Contínuo a ler os diários do Miguel Torga. Os seus registos produzem-me o efeito de um segredo contado ao ouvido.
Fazem também lembrar-me as gravações que perduram nas caixas negras dos aviões depois da queda: gritos, murmúrios, aflições trocadas entre a tripulação durante a descida abrupta e descontrolada.É assim a vida dos mortais: cheia de frases inconsequentes, desligadas entre si, enquanto a nave cai.
A diferença do Torga é que pôde escrevê-las com mestria. As dos demais perdem-se para sempre no éter universal.
1 comentário:
Grata pelas suas impressões, com um toque poético, sobre os Diários
de Miguel Torga.
Confesso que desses Diários apenas conheço alguns excertos, publicados no Xaile de Seda, como por exemplo:
Mas a vida é uma coisa imensa, que não cabe numa teoria, num poema, num dogma, nem mesmo no desespero inteiro dum homem.

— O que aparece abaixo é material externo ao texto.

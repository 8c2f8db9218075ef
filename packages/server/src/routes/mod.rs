use utoipa_axum::router::OpenApiRouter;
use utoipa_axum::routes;

use crate::config::AppConfig;
use crate::handlers;
use crate::state::AppState;

pub fn api_routes(config: &AppConfig) -> OpenApiRouter<AppState> {
    let upload = OpenApiRouter::new()
        .routes(routes!(handlers::files::upload_file))
        .layer(handlers::files::upload_body_limit(
            config.storage.max_upload_size,
        ));

    OpenApiRouter::new()
        .routes(routes!(handlers::files::list_files))
        .routes(routes!(handlers::files::download_file))
        .routes(routes!(handlers::files::delete_file))
        .routes(routes!(handlers::files::rename_file))
        .routes(routes!(handlers::files::reconcile))
        .routes(routes!(handlers::health::health))
        .merge(upload)
}
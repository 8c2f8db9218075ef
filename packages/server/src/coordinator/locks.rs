use std::sync::Arc;

use dashmap::DashMap;
use tokio::sync::{Mutex, OwnedMutexGuard};

/// Per-filename mutual exclusion.
///
/// Entries are dropped once no lease references them, so the map only holds
/// names with an operation in flight.
#[derive(Default)]
pub struct NameLocks {
    slots: Arc<DashMap<String, Arc<Mutex<()>>>>,
}

/// Held locks for one operation. Released on drop.
pub struct NameLease {
    slots: Arc<DashMap<String, Arc<Mutex<()>>>>,
    held: Vec<(String, OwnedMutexGuard<()>)>,
}

impl NameLocks {
    pub fn new() -> Self {
        Self::default()
    }

    /// Lock every name in `names`. Names are taken in sorted order so two
    /// renames over the same pair cannot deadlock.
    pub async fn acquire(&self, names: &[&str]) -> NameLease {
        let mut sorted: Vec<&str> = names.to_vec();
        sorted.sort_unstable();
        sorted.dedup();

        let mut held = Vec::with_capacity(sorted.len());
        for name in sorted {
            // Clone out of the map before awaiting; a shard guard must not
            // live across the lock wait.
            let slot = Arc::clone(&self.slots.entry(name.to_string()).or_default());
            let guard = slot.lock_owned().await;
            held.push((name.to_string(), guard));
        }

        NameLease {
            slots: self.slots.clone(),
            held,
        }
    }

    #[cfg(test)]
    fn tracked(&self) -> usize {
        self.slots.len()
    }
}

impl Drop for NameLease {
    fn drop(&mut self) {
        for (name, guard) in self.held.drain(..) {
            drop(guard);
            self.slots
                .remove_if(&name, |_, slot| Arc::strong_count(slot) == 1);
        }
    }
}
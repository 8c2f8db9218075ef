use axum::Json;

use crate::models::file::HealthResponse;

#[utoipa::path(
    get,
    path = "/health",
    tag = "Health",
    operation_id = "health",
    summary = "Liveness probe",
    responses((status = 200, description = "Service is up", body = HealthResponse)),
)]
pub async fn health() -> Json<HealthResponse> {
    Json(HealthResponse { status: "ok" })
}
use serde::Serialize;

use crate::coordinator::{DeleteOutcome, ReconcileReport};
use crate::metadata::FileRecord;

/// Generic success envelope: `{"message": "success", "description": ...}`.
#[derive(Serialize, utoipa::ToSchema)]
pub struct StatusResponse {
    #[schema(example = "success")]
    pub message: &'static str,
    #[schema(example = "file renamed successfully")]
    pub description: &'static str,
}

impl StatusResponse {
    pub fn success(description: &'static str) -> Self {
        Self {
            message: "success",
            description,
        }
    }
}

/// Response DTO for a completed upload.
#[derive(Serialize, utoipa::ToSchema)]
pub struct UploadResponse {
    #[schema(example = "success")]
    pub message: &'static str,
    #[schema(example = "File uploaded!")]
    pub description: &'static str,
    /// Name the file is stored under.
    #[schema(example = "1712000000000-report.pdf")]
    pub filename: String,
    #[schema(example = "/opt/data/uploads/1712000000000-report.pdf")]
    pub filepath: String,
}

impl From<FileRecord> for UploadResponse {
    fn from(record: FileRecord) -> Self {
        Self {
            message: "success",
            description: "File uploaded!",
            filename: record.filename,
            filepath: record.filepath,
        }
    }
}

/// Response DTO for one `filedetails` row.
#[derive(Serialize, utoipa::ToSchema)]
pub struct FileRecordResponse {
    #[schema(example = "1712000000000-report.pdf")]
    pub filename: String,
    #[schema(example = "/opt/data/uploads/1712000000000-report.pdf")]
    pub filepath: String,
    #[schema(example = "Q1 report")]
    pub description: String,
}

impl From<FileRecord> for FileRecordResponse {
    fn from(record: FileRecord) -> Self {
        Self {
            filename: record.filename,
            filepath: record.filepath,
            description: record.description,
        }
    }
}

/// Response DTO for a delete.
#[derive(Serialize, utoipa::ToSchema)]
pub struct DeleteResponse {
    #[schema(example = "success")]
    pub message: &'static str,
    #[schema(example = "file deleted successfully")]
    pub description: &'static str,
    /// Whether a blob was actually removed from disk.
    pub blob_removed: bool,
}

impl From<DeleteOutcome> for DeleteResponse {
    fn from(outcome: DeleteOutcome) -> Self {
        Self {
            message: "success",
            description: "file deleted successfully",
            blob_removed: outcome.blob == crate::coordinator::BlobOutcome::Applied,
        }
    }
}

/// Differences between the blob directory and the metadata table.
#[derive(Serialize, utoipa::ToSchema)]
pub struct ReconcileResponse {
    /// Blobs on disk with no `filedetails` row.
    pub orphaned_blobs: Vec<String>,
    /// `filedetails` rows with no blob on disk.
    pub orphaned_records: Vec<String>,
    pub consistent: bool,
}

impl From<ReconcileReport> for ReconcileResponse {
    fn from(report: ReconcileReport) -> Self {
        let consistent = report.is_consistent();
        Self {
            orphaned_blobs: report.orphaned_blobs,
            orphaned_records: report.orphaned_records,
            consistent,
        }
    }
}

#[derive(Serialize, utoipa::ToSchema)]
pub struct HealthResponse {
    #[schema(example = "ok")]
    pub status: &'static str,
}
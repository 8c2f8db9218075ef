use std::time::Duration;

use sea_orm::{ConnectOptions, Database, DatabaseConnection, DbErr};

use crate::config::DatabaseConfig;

pub async fn init_db(cfg: &DatabaseConfig) -> Result<DatabaseConnection, DbErr> {
    let mut opt = ConnectOptions::new(cfg.url.to_owned());

    opt.max_connections(cfg.max_connections)
        .min_connections(1)
        .connect_timeout(Duration::from_secs(8))
        .acquire_timeout(Duration::from_secs(8))
        .idle_timeout(Duration::from_secs(300))
        .sqlx_logging(false);

    let db = Database::connect(opt).await?;
    db.get_schema_registry("server::entity::*")
        .sync(&db)
        .await?;

    Ok(db)
}
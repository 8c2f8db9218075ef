use chrono::Utc;
use common::storage::MAX_NAME_LEN;
use rand::Rng;
use rand::distr::Alphanumeric;

const SALT_LEN: usize = 6;

/// Longest prefix an upload can receive: 13 millisecond digits, the salt and
/// two dashes.
const MAX_PREFIX_LEN: usize = 13 + 1 + SALT_LEN + 1;

/// Longest original filename that still fits in a blob name once prefixed.
pub const MAX_ORIGINAL_LEN: usize = MAX_NAME_LEN - MAX_PREFIX_LEN;

/// Blob name for a fresh upload: `{unix_millis}-{original}`.
pub fn upload_blob_name(original: &str) -> String {
    timestamped_name(original, Utc::now().timestamp_millis())
}

pub fn timestamped_name(original: &str, millis: i64) -> String {
    format!("{millis}-{original}")
}

/// Fallback used when the plain timestamped name is already taken:
/// `{unix_millis}-{6 random alphanumerics}-{original}`.
pub fn salted_blob_name(original: &str) -> String {
    let salt: String = rand::rng()
        .sample_iter(Alphanumeric)
        .take(SALT_LEN)
        .map(char::from)
        .collect();
    format!("{}-{salt}-{original}", Utc::now().timestamp_millis())
}

/// Build a safe `Content-Disposition: attachment` header value.
pub fn attachment_disposition(filename: &str) -> String {
    let ascii_safe: String = filename
        .chars()
        .filter(|c| c.is_ascii_graphic() && !matches!(c, '"' | ';' | '\\'))
        .collect();
    let ascii_name = if ascii_safe.is_empty() {
        "download".to_string()
    } else {
        ascii_safe
    };

    // RFC 5987 percent-encoding for filename*.
    let encoded: String = filename
        .bytes()
        .map(|b| match b {
            b'A'..=b'Z'
            | b'a'..=b'z'
            | b'0'..=b'9'
            | b'!'
            | b'#'
            | b'$'
            | b'&'
            | b'+'
            | b'-'
            | b'.'
            | b'^'
            | b'_'
            | b'`'
            | b'|'
            | b'~' => String::from(b as char),
            _ => format!("%{b:02X}"),
        })
        .collect();

    format!("attachment; filename=\"{ascii_name}\"; filename*=UTF-8''{encoded}")
}
use axum::{
    Json,
    http::StatusCode,
    response::{IntoResponse, Response},
};
use common::storage::StorageError;
use serde::Serialize;

use crate::coordinator::{Intent, IntentError, PhaseFailure};
use crate::metadata::MetadataError;

/// Structured error response returned by all endpoints on failure.
#[derive(Serialize, utoipa::ToSchema)]
pub struct ErrorBody {
    /// Always `"error"`.
    #[schema(example = "error")]
    pub message: &'static str,
    /// Machine-readable error code. One of: `VALIDATION_ERROR`, `NOT_FOUND`,
    /// `CONFLICT`, `PAYLOAD_TOO_LARGE`, `STORE_FAILURE`, `METADATA_FAILURE`,
    /// `TIMEOUT`, `INTERNAL_ERROR`.
    #[schema(example = "NOT_FOUND")]
    pub code: &'static str,
    /// Human-readable error description.
    #[schema(example = "File not found")]
    pub description: String,
}

/// Application-level error type.
#[derive(Debug)]
pub enum AppError {
    Validation(String),
    NotFound(String),
    Conflict(String),
    PayloadTooLarge(String),
    /// Blob I/O failed. Carries the public description and the logged detail.
    StoreFailure {
        description: &'static str,
        detail: String,
    },
    /// The metadata database failed.
    MetadataFailure {
        description: &'static str,
        detail: String,
    },
    Timeout(String),
    Internal(String),
}

fn body(code: &'static str, description: String) -> ErrorBody {
    ErrorBody {
        message: "error",
        code,
        description,
    }
}

impl AppError {
    fn status_and_body(self) -> (StatusCode, ErrorBody) {
        match self {
            AppError::Validation(msg) => (StatusCode::BAD_REQUEST, body("VALIDATION_ERROR", msg)),
            AppError::NotFound(msg) => (StatusCode::NOT_FOUND, body("NOT_FOUND", msg)),
            AppError::Conflict(msg) => (StatusCode::CONFLICT, body("CONFLICT", msg)),
            AppError::PayloadTooLarge(msg) => (
                StatusCode::PAYLOAD_TOO_LARGE,
                body("PAYLOAD_TOO_LARGE", msg),
            ),
            AppError::StoreFailure {
                description,
                detail,
            } => {
                tracing::error!("Blob store failure: {}", detail);
                (
                    StatusCode::INTERNAL_SERVER_ERROR,
                    body("STORE_FAILURE", description.into()),
                )
            }
            AppError::MetadataFailure {
                description,
                detail,
            } => {
                tracing::error!("Metadata failure: {}", detail);
                (
                    StatusCode::BAD_GATEWAY,
                    body("METADATA_FAILURE", description.into()),
                )
            }
            AppError::Timeout(detail) => {
                tracing::error!("Store timeout: {}", detail);
                (
                    StatusCode::GATEWAY_TIMEOUT,
                    body("TIMEOUT", "Storage did not respond in time".into()),
                )
            }
            AppError::Internal(detail) => {
                tracing::error!("Internal error: {}", detail);
                (
                    StatusCode::INTERNAL_SERVER_ERROR,
                    body("INTERNAL_ERROR", "An unexpected error occurred".into()),
                )
            }
        }
    }
}

impl IntoResponse for AppError {
    fn into_response(self) -> Response {
        let (status, body) = self.status_and_body();
        (status, Json(body)).into_response()
    }
}

/// Public wording for a 5xx on each intent.
fn failure_description(intent: Intent, failure: &PhaseFailure) -> &'static str {
    match (intent, failure) {
        (Intent::Upload, PhaseFailure::Metadata(_)) => "DB insert failed",
        (Intent::Upload, _) => "File write failed",
        (Intent::List, _) => "Could not fetch files",
        (Intent::Download, _) => "Could not read file",
        (Intent::Delete, _) => "Could not delete file",
        (Intent::Rename, _) => "Could not rename file",
        (Intent::Reconcile, _) => "Could not reconcile stores",
    }
}

impl From<IntentError> for AppError {
    fn from(err: IntentError) -> Self {
        let IntentError { intent, failure } = err;
        let description = failure_description(intent, &failure);
        let detail = format!("{intent}: {failure}");

        match failure {
            PhaseFailure::Validation(msg) => AppError::Validation(msg),
            PhaseFailure::Store(StorageError::NotFound(_)) => {
                AppError::NotFound("File not found".into())
            }
            PhaseFailure::Metadata(MetadataError::NotFound(_)) => {
                AppError::NotFound("File record not found".into())
            }
            PhaseFailure::Store(StorageError::AlreadyExists(name))
            | PhaseFailure::Metadata(MetadataError::Conflict(name)) => {
                AppError::Conflict(format!("A file named '{name}' already exists"))
            }
            PhaseFailure::Store(StorageError::InvalidName { reason, .. }) => {
                AppError::Validation(reason.message().into())
            }
            PhaseFailure::Store(StorageError::SizeLimitExceeded { limit, .. }) => {
                AppError::PayloadTooLarge(format!("File exceeds maximum size of {limit} bytes"))
            }
            PhaseFailure::Store(StorageError::Io(_)) => AppError::StoreFailure {
                description,
                detail,
            },
            PhaseFailure::Metadata(MetadataError::Database(_)) => AppError::MetadataFailure {
                description,
                detail,
            },
            PhaseFailure::Timeout { .. } => AppError::Timeout(detail),
        }
    }
}
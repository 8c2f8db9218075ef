use ::common::storage::BlobStore;
use server::config::{ConsistencyConfig, StorageConfig};

use crate::common::{TestApp, routes};

#[tokio::test]
async fn failed_insert_reports_502_and_leaves_orphan_blob() {
    let app = TestApp::spawn().await;
    app.metadata.fail_inserts(true);

    let res = app.upload("orphan.txt", b"bytes".to_vec(), None).await;

    assert_eq!(res.status, 502, "{}", res.text);
    assert_eq!(res.body["message"], "error");
    assert_eq!(res.body["code"], "METADATA_FAILURE");
    assert_eq!(res.body["description"], "DB insert failed");
    assert!(app.listed_names().await.is_empty());

    let report = app.get(routes::RECONCILE).await;
    assert_eq!(report.status, 200);
    assert_eq!(report.body["consistent"], false);
    let orphans = report.body["orphaned_blobs"].as_array().unwrap();
    assert_eq!(orphans.len(), 1);
    assert!(orphans[0].as_str().unwrap().ends_with("-orphan.txt"));
}

#[tokio::test]
async fn delete_succeeds_when_blob_already_gone() {
    let app = TestApp::spawn().await;
    let name = app.upload_ok("lost.txt", b"x", "").await;
    std::fs::remove_file(app.blobs.path_for(&name)).unwrap();

    let res = app.delete(&routes::delete(&name)).await;

    assert_eq!(res.status, 200, "{}", res.text);
    assert_eq!(res.body["blob_removed"], false);
    assert!(app.listed_names().await.is_empty());
}

#[tokio::test]
async fn delete_of_blob_without_record_is_404_but_removes_blob() {
    let app = TestApp::spawn().await;
    app.blobs.store("stray.txt", b"stray").await.unwrap();

    let res = app.delete(&routes::delete("stray.txt")).await;

    assert_eq!(res.status, 404);
    assert!(!app.blobs.exists("stray.txt").await.unwrap());
}

#[tokio::test]
async fn rename_updates_record_when_blob_already_gone() {
    let app = TestApp::spawn().await;
    let name = app.upload_ok("lost.txt", b"x", "old").await;
    std::fs::remove_file(app.blobs.path_for(&name)).unwrap();

    let res = app.put(&routes::rename(&name, "found.txt", "new")).await;

    assert_eq!(res.status, 200, "{}", res.text);
    let list = app.get(routes::FILES).await;
    assert_eq!(list.body[0]["filename"], "found.txt");
    assert_eq!(list.body[0]["description"], "new");

    let report = app.get(routes::RECONCILE).await;
    assert_eq!(report.body["orphaned_records"], serde_json::json!(["found.txt"]));
}

#[tokio::test]
async fn download_ignores_metadata() {
    let app = TestApp::spawn().await;
    app.blobs.store("unlisted.txt", b"raw").await.unwrap();

    let res = app.download("unlisted.txt").await;

    assert_eq!(res.status, 200);
    assert_eq!(res.bytes, b"raw");
    assert!(app.listed_names().await.is_empty());
}

#[tokio::test]
async fn reconcile_is_clean_after_normal_use() {
    let app = TestApp::spawn().await;
    let a = app.upload_ok("a.txt", b"a", "").await;
    app.upload_ok("b.txt", b"b", "").await;
    app.put(&routes::rename(&a, "c.txt", "")).await;

    let res = app.get(routes::RECONCILE).await;

    assert_eq!(res.status, 200);
    assert_eq!(res.body["consistent"], true);
    assert_eq!(res.body["orphaned_blobs"], serde_json::json!([]));
    assert_eq!(res.body["orphaned_records"], serde_json::json!([]));
}

async fn report_lifecycle(app: &TestApp) {
    let name = app
        .upload_ok("report.pdf", b"%PDF quarterly", "Q1 report")
        .await;
    assert_eq!(app.download(&name).await.bytes, b"%PDF quarterly");

    let res = app
        .put(&routes::rename(&name, "report-final.pdf", "Q1 final"))
        .await;
    assert_eq!(res.status, 200, "{}", res.text);
    assert_eq!(app.listed_names().await, vec!["report-final.pdf".to_string()]);
    assert_eq!(app.download(&name).await.status, 404);

    let res = app.delete(&routes::delete("report-final.pdf")).await;
    assert_eq!(res.status, 200, "{}", res.text);
    assert!(app.listed_names().await.is_empty());
    assert_eq!(app.download("report-final.pdf").await.status, 404);

    let report = app.get(routes::RECONCILE).await;
    assert_eq!(report.body["consistent"], true);
}

#[tokio::test]
async fn report_lifecycle_end_to_end() {
    let app = TestApp::spawn().await;
    report_lifecycle(&app).await;
}

#[tokio::test]
async fn report_lifecycle_with_per_filename_serialization() {
    let consistency = ConsistencyConfig {
        serialize_per_filename: true,
        ..Default::default()
    };
    let app = TestApp::spawn_with(consistency, StorageConfig::default()).await;
    report_lifecycle(&app).await;
}

#[tokio::test]
async fn concurrent_deletes_with_serialization_have_one_winner() {
    let consistency = ConsistencyConfig {
        serialize_per_filename: true,
        ..Default::default()
    };
    let app = TestApp::spawn_with(consistency, StorageConfig::default()).await;
    let name = app.upload_ok("race.txt", b"x", "").await;

    let path = routes::delete(&name);
    let (first, second) = tokio::join!(app.delete(&path), app.delete(&path));

    let mut statuses = [first.status, second.status];
    statuses.sort();
    assert_eq!(statuses, [200, 404]);
    assert!(app.listed_names().await.is_empty());
}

A vida é o que eu estou a ver: uma manhã majestosa e nua sobre estes montes cobertos de neve e de sol, uma manta de panasco onde uma ovelha acabou de parir um cordeiro, e duas crianças — um rapaz e uma rapariga — silenciosas, pasmadas, a olhar o milagre ainda a fumegar.
in "Diário (1941)"
E também refere-se nestes termos à sua segunda pátria, Brasil, no seu livro Diário, de 1957:
Pátria de emigração,
É num poema que te posso ter...
A terra - possessiva inspiração;
E os rios -como versos a correr (...)
Guardei-te como pude
Onde podia;
Na doce quietude
Da força represada da poesia.
Desculpe este comentário tão extenso.